Friday, August 08, 2008

Good Morning Toronto


The most striking thing about Toronto is its people. It's a place where diversity is reflected in every face in the crowd, from groups of friends to couples and families. Walking along Queen St on a Saturday afternoon gives me hope. Here is a community that realises the sociological, cultural and cognitive evolution that Gene Rodenberry envisioned.

The Bizarre and the Marketplace
With over 1500 attendees, Agile 2008 is the largest collective of Agilistas I've ever seen under one roof. In typical Torontonian fashion, its diversity is represented by more than 400 sessions across 19 tracks in just 4 days. The variety of sessions makes for interesting reading, but I find myself constantly wondering what I'm missing out on. Sometimes too many options is a bad thing when their cost outweigh their value.

Group Smarts
The key attraction for me was James Surowiecki author of The Wisdom of Crowds. James asserts that 'groups of people can be remarkably intelligent'. He believes that crowd intelligence improves the closer they are to the ground.

According to James, hierarchies are a problem because they create incentives for people to conceal information, to do what their bosses want, to game the system. The result: a flawed information system.

Dream Team
James reiterates that the secret to teamwork is collaboration. First we assemble a team of appropriate people, then we create the right conditions.

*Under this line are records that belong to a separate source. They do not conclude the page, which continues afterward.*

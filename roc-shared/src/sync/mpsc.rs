//! Many-producer, single-consumer intrusive queue (spec §5 "Lock-free
//! structures"), after Dmitry Vyukov's non-intrusive MPSC queue algorithm.
//! Used to hand packets from every network-reader thread to the single
//! audio/pipeline-pump thread without blocking either side.
//!
//! Wait-free for producers on architectures with an atomic exchange
//! instruction; the consumer's `pop` is lock-free (it may spin once across a
//! producer's in-flight push, per the algorithm's documented behavior).

use std::ptr;
use std::sync::atomic::{AtomicPtr, Ordering};

struct Node<T> {
    next: AtomicPtr<Node<T>>,
    value: Option<T>,
}

/// An MPSC queue of `T`. `T: Send` because values cross thread boundaries.
pub struct MpscQueue<T> {
    head: AtomicPtr<Node<T>>,
    tail: *mut Node<T>,
}

unsafe impl<T: Send> Send for MpscQueue<T> {}
unsafe impl<T: Send> Sync for MpscQueue<T> {}

impl<T> MpscQueue<T> {
    pub fn new() -> Self {
        let stub = Box::into_raw(Box::new(Node {
            next: AtomicPtr::new(ptr::null_mut()),
            value: None,
        }));
        Self {
            head: AtomicPtr::new(stub),
            tail: stub,
        }
    }

    /// Pushes a value. Never blocks; producers only contend with each other
    /// on a single `AtomicPtr::swap`.
    pub fn push(&self, value: T) {
        let node = Box::into_raw(Box::new(Node {
            next: AtomicPtr::new(ptr::null_mut()),
            value: Some(value),
        }));
        let prev = self.head.swap(node, Ordering::AcqRel);
        unsafe {
            (*prev).next.store(node, Ordering::Release);
        }
    }

    /// Pops the oldest value, in push order, for the single consumer.
    ///
    /// # Safety
    /// Must only be called from one thread at a time (the queue is
    /// single-consumer; this is enforced by API convention, not the type
    /// system, matching the teacher's sans-io style of documenting rather
    /// than wrapping every invariant in a marker type).
    pub fn pop(&mut self) -> Option<T> {
        let tail = self.tail;
        let next = unsafe { (*tail).next.load(Ordering::Acquire) };
        if next.is_null() {
            return None;
        }
        let value = unsafe { (*next).value.take() };
        self.tail = next;
        unsafe {
            drop(Box::from_raw(tail));
        }
        value
    }
}

impl<T> Default for MpscQueue<T> {
    fn default() -> Self {
        Self::new()
    }
}

impl<T> Drop for MpscQueue<T> {
    fn drop(&mut self) {
        while self.pop().is_some() {}
        unsafe {
            drop(Box::from_raw(self.tail));
        }
    }
}

#[cfg(test)]
mod tests {
    use super::*;
    use std::sync::Arc;
    use std::thread;

    #[test]
    fn single_producer_preserves_fifo_order() {
        let queue = Arc::new(MpscQueue::new());
        {
            let queue = queue.clone();
            let handle = thread::spawn(move || {
                for i in 0..1000 {
                    queue.push(i);
                }
            });
            handle.join().unwrap();
        }
        let mut queue = Arc::try_unwrap(queue).unwrap_or_else(|_| unreachable!());
        let mut expected = 0;
        while let Some(v) = queue.pop() {
            assert_eq!(v, expected);
            expected += 1;
        }
        assert_eq!(expected, 1000);
    }

    #[test]
    fn many_producers_preserve_each_producer_order() {
        let queue = Arc::new(MpscQueue::new());
        let mut handles = Vec::new();
        for p in 0..4 {
            let queue = queue.clone();
            handles.push(thread::spawn(move || {
                for i in 0..256 {
                    queue.push((p, i));
                }
            }));
        }
        for h in handles {
            h.join().unwrap();
        }
        let mut queue = Arc::try_unwrap(queue).unwrap_or_else(|_| unreachable!());
        let mut last_seen = [-1i32; 4];
        let mut count = 0;
        while let Some((p, i)) = queue.pop() {
            assert!(i as i32 > last_seen[p]);
            last_seen[p] = i as i32;
            count += 1;
        }
        assert_eq!(count, 4 * 256);
    }
}
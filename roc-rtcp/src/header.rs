//! RTCP common header (RFC 3550 §6.1, spec §6): every packet in a compound
//! starts with one of these.

use bytes::{Buf, BufMut};
use roc_shared::error::{Error, Result};
use roc_shared::marshal::{Marshal, MarshalSize, Unmarshal};

pub const VERSION: u8 = 2;
pub const HEADER_LEN: usize = 4;

pub const PT_SR: u8 = 200;
pub const PT_RR: u8 = 201;
pub const PT_SDES: u8 = 202;
pub const PT_BYE: u8 = 203;
pub const PT_XR: u8 = 207;

/// The 4-byte header shared by every RTCP packet: version/padding/count,
/// packet type, and a length in 32-bit words minus one (spec §6).
#[derive(Debug, Clone, Copy, PartialEq, Eq)]
pub struct Header {
    pub padding: bool,
    /// Reception-report count (SR/RR), source count (SDES/BYE), or the
    /// XR-specific "reserved" field — 5 bits.
    pub count: u8,
    pub packet_type: u8,
    /// Length of the packet in 32-bit words, minus one, not including this
    /// header word itself.
    pub length_words_minus_one: u16,
}

impl Header {
    pub fn new(packet_type: u8, count: u8, body_len_bytes: usize) -> Self {
        debug_assert_eq!(body_len_bytes % 4, 0, "rtcp bodies are word-aligned");
        Self {
            padding: false,
            count,
            packet_type,
            length_words_minus_one: (body_len_bytes / 4) as u16,
        }
    }

    /// Total size on the wire, header included.
    pub fn total_len_bytes(&self) -> usize {
        HEADER_LEN + self.length_words_minus_one as usize * 4
    }
}

impl MarshalSize for Header {
    fn marshal_size(&self) -> usize {
        HEADER_LEN
    }
}

impl Marshal for Header {
    fn marshal_to(&self, buf: &mut [u8]) -> Result<usize> {
        if buf.len() < HEADER_LEN {
            return Err(Error::BadBuffer);
        }
        let padding_bit = if self.padding { 1u8 << 5 } else { 0 };
        buf[0] = (VERSION << 6) | padding_bit | (self.count & 0x1f);
        buf[1] = self.packet_type;
        buf[2..4].copy_from_slice(&self.length_words_minus_one.to_be_bytes());
        Ok(HEADER_LEN)
    }
}

impl Unmarshal for Header {
    fn unmarshal<B: Buf>(buf: &mut B) -> Result<Self> {
        if buf.remaining() < HEADER_LEN {
            return Err(Error::BadBuffer);
        }
        let first = buf.get_u8();
        let version = first >> 6;
        if version != VERSION {
            return Err(Error::BadProtocol);
        }
        let padding = first & 0x20 != 0;
        let count = first & 0x1f;
        let packet_type = buf.get_u8();
        let length_words_minus_one = buf.get_u16();
        Ok(Self {
            padding,
            count,
            packet_type,
            length_words_minus_one,
        })
    }
}

pub(crate) fn put_header(buf: &mut bytes::BytesMut, header: &Header) {
    let padding_bit = if header.padding { 1u8 << 5 } else { 0 };
    buf.put_u8((VERSION << 6) | padding_bit | (header.count & 0x1f));
    buf.put_u8(header.packet_type);
    buf.put_u16(header.length_words_minus_one);
}
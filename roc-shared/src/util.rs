//! Small standalone helpers shared by config structs and the `demos/` CLIs.

use crate::error::{Error, Result};
use std::time::Duration;

/// Parses a human-readable duration of the form `<number><unit>`, where unit
/// is one of `ns`, `us`, `ms`, `s`, `m`, `h`. Used by typed config structs
/// and `clap` arguments (`--packet-length 10ms`, `--target-latency 200ms`).
pub fn parse_duration(input: &str) -> Result<Duration> {
    let input = input.trim();
    let unit_start = input
        .find(|c: char| !c.is_ascii_digit() && c != '.')
        .ok_or_else(|| Error::BadConfig(format!("missing unit in duration {input:?}")))?;
    let (number, unit) = input.split_at(unit_start);
    let value: f64 = number
        .parse()
        .map_err(|_| Error::BadConfig(format!("invalid number in duration {input:?}")))?;
    let nanos_per_unit: f64 = match unit {
        "ns" => 1.0,
        "us" => 1_000.0,
        "ms" => 1_000_000.0,
        "s" => 1_000_000_000.0,
        "m" => 60.0 * 1_000_000_000.0,
        "h" => 3_600.0 * 1_000_000_000.0,
        other => {
            return Err(Error::BadConfig(format!("unknown duration unit {other:?}")));
        }
    };
    Ok(Duration::from_nanos((value * nanos_per_unit) as u64))
}

#[cfg(test)]
mod tests {
    use super::*;

    #[test]
    fn parses_every_unit() {
        assert_eq!(parse_duration("10ms").unwrap(), Duration::from_millis(10));
        assert_eq!(parse_duration("200us").unwrap(), Duration::from_micros(200));
        assert_eq!(parse_duration("2s").unwrap(), Duration::from_secs(2));
        assert_eq!(parse_duration("1.5s").unwrap(), Duration::from_millis(1500));
        assert_eq!(parse_duration("1m").unwrap(), Duration::from_secs(60));
    }

    #[test]
    fn rejects_unknown_unit() {
        assert!(parse_duration("10x").is_err());
        assert!(parse_duration("abc").is_err());
    }
}
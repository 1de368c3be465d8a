//! Minimal frame I/O traits (spec §4.14, grounded on the original
//! `iframe_writer.h`/`iframe_reader.h`/`null_writer.h` interfaces): the seam
//! every pipeline stage that moves [`Frame`]s is built against.

use crate::frame::Frame;
use roc_shared::error::Result;

pub trait FrameWriter: Send {
    fn write(&mut self, frame: &Frame) -> Result<()>;
}

pub trait FrameReader: Send {
    fn read(&mut self, frame: &mut Frame) -> Result<()>;
}

/// Discards every frame written to it. Useful as a pipeline terminator in
/// tests and benches, matching the original's `null_writer.h`.
#[derive(Default)]
pub struct NullWriter;

impl FrameWriter for NullWriter {
    fn write(&mut self, _frame: &Frame) -> Result<()> {
        Ok(())
    }
}
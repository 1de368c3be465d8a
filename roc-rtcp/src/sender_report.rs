//! Sender Report (RTCP packet type 200, RFC 3550 §6.4.1, spec §4.12): sent
//! by a data sender, carrying its own send statistics plus zero or more
//! reception reports for sources it also receives.

use crate::header::{Header, HEADER_LEN, PT_SR};
use crate::reception_report::{ReceptionReport, BLOCK_LEN as REPORT_LEN};
use bytes::{Buf, BufMut, Bytes, BytesMut};
use roc_shared::error::{Error, Result};
use roc_shared::marshal::{Marshal, MarshalSize, Unmarshal};

const SENDER_INFO_LEN: usize = 20;

#[derive(Debug, Clone, PartialEq, Eq)]
pub struct SenderReport {
    pub ssrc: u32,
    pub ntp_timestamp: u64,
    pub rtp_timestamp: u32,
    pub packet_count: u32,
    pub octet_count: u32,
    pub reports: Vec<ReceptionReport>,
}

impl MarshalSize for SenderReport {
    fn marshal_size(&self) -> usize {
        HEADER_LEN + 4 + SENDER_INFO_LEN + self.reports.len() * REPORT_LEN
    }
}

impl Marshal for SenderReport {
    fn marshal_to(&self, buf: &mut [u8]) -> Result<usize> {
        let total = self.marshal_size();
        if buf.len() < total {
            return Err(Error::BadBuffer);
        }
        let header = Header::new(PT_SR, self.reports.len() as u8, total - HEADER_LEN);
        let mut out = BytesMut::with_capacity(total);
        crate::header::put_header(&mut out, &header);
        out.put_u32(self.ssrc);
        out.put_u64(self.ntp_timestamp);
        out.put_u32(self.rtp_timestamp);
        out.put_u32(self.packet_count);
        out.put_u32(self.octet_count);
        for report in &self.reports {
            let mut report_buf = [0u8; REPORT_LEN];
            report.marshal_to(&mut report_buf)?;
            out.put_slice(&report_buf);
        }
        buf[..total].copy_from_slice(&out);
        Ok(total)
    }
}

impl Unmarshal for SenderReport {
    fn unmarshal<B: Buf>(buf: &mut B) -> Result<Self> {
        let header = Header::unmarshal(buf)?;
        if header.packet_type != PT_SR {
            return Err(Error::BadProtocol);
        }
        if buf.remaining() < SENDER_INFO_LEN {
            return Err(Error::BadBuffer);
        }
        let ssrc = buf.get_u32();
        let ntp_timestamp = buf.get_u64();
        let rtp_timestamp = buf.get_u32();
        let packet_count = buf.get_u32();
        let octet_count = buf.get_u32();
        let mut reports = Vec::with_capacity(header.count as usize);
        for _ in 0..header.count {
            reports.push(ReceptionReport::unmarshal(buf)?);
        }
        Ok(Self {
            ssrc,
            ntp_timestamp,
            rtp_timestamp,
            packet_count,
            octet_count,
            reports,
        })
    }
}

pub fn parse(bytes: &Bytes) -> Result<SenderReport> {
    let mut cursor = bytes.clone();
    SenderReport::unmarshal(&mut cursor)
}

#[cfg(test)]
mod tests {
    use super::*;

    #[test]
    fn roundtrips_with_no_reports() {
        let sr = SenderReport {
            ssrc: 1,
            ntp_timestamp: 0x1122_3344_5566_7788,
            rtp_timestamp: 9000,
            packet_count: 100,
            octet_count: 44100,
            reports: vec![],
        };
        let bytes = sr.marshal().unwrap();
        assert_eq!(parse(&bytes).unwrap(), sr);
    }

    #[test]
    fn roundtrips_with_reports() {
        let sr = SenderReport {
            ssrc: 1,
            ntp_timestamp: 42,
            rtp_timestamp: 9000,
            packet_count: 100,
            octet_count: 44100,
            reports: vec![crate::reception_report::ReceptionReport {
                ssrc: 2,
                fract_loss: 0,
                cum_loss: 0,
                ext_highest_seqnum: 5,
                jitter: 0,
                last_sr: 0,
                delay_since_last_sr: 0,
            }],
        };
        let bytes = sr.marshal().unwrap();
        let decoded = parse(&bytes).unwrap();
        assert_eq!(decoded, sr);
    }
}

Quality collective work requires three ingredients:
  • Aggregation - so that deliverables reflect group judgment to smooth the fluctuations in information quality
  • Diversity - cognitive diversity is what makes a group smarter - sociological diversity isn't enough
  • Individuality - because people facing the same direction don't realise when they make the same mistakes
I dare you defy mediocrity. Trust in the group smarts of your team.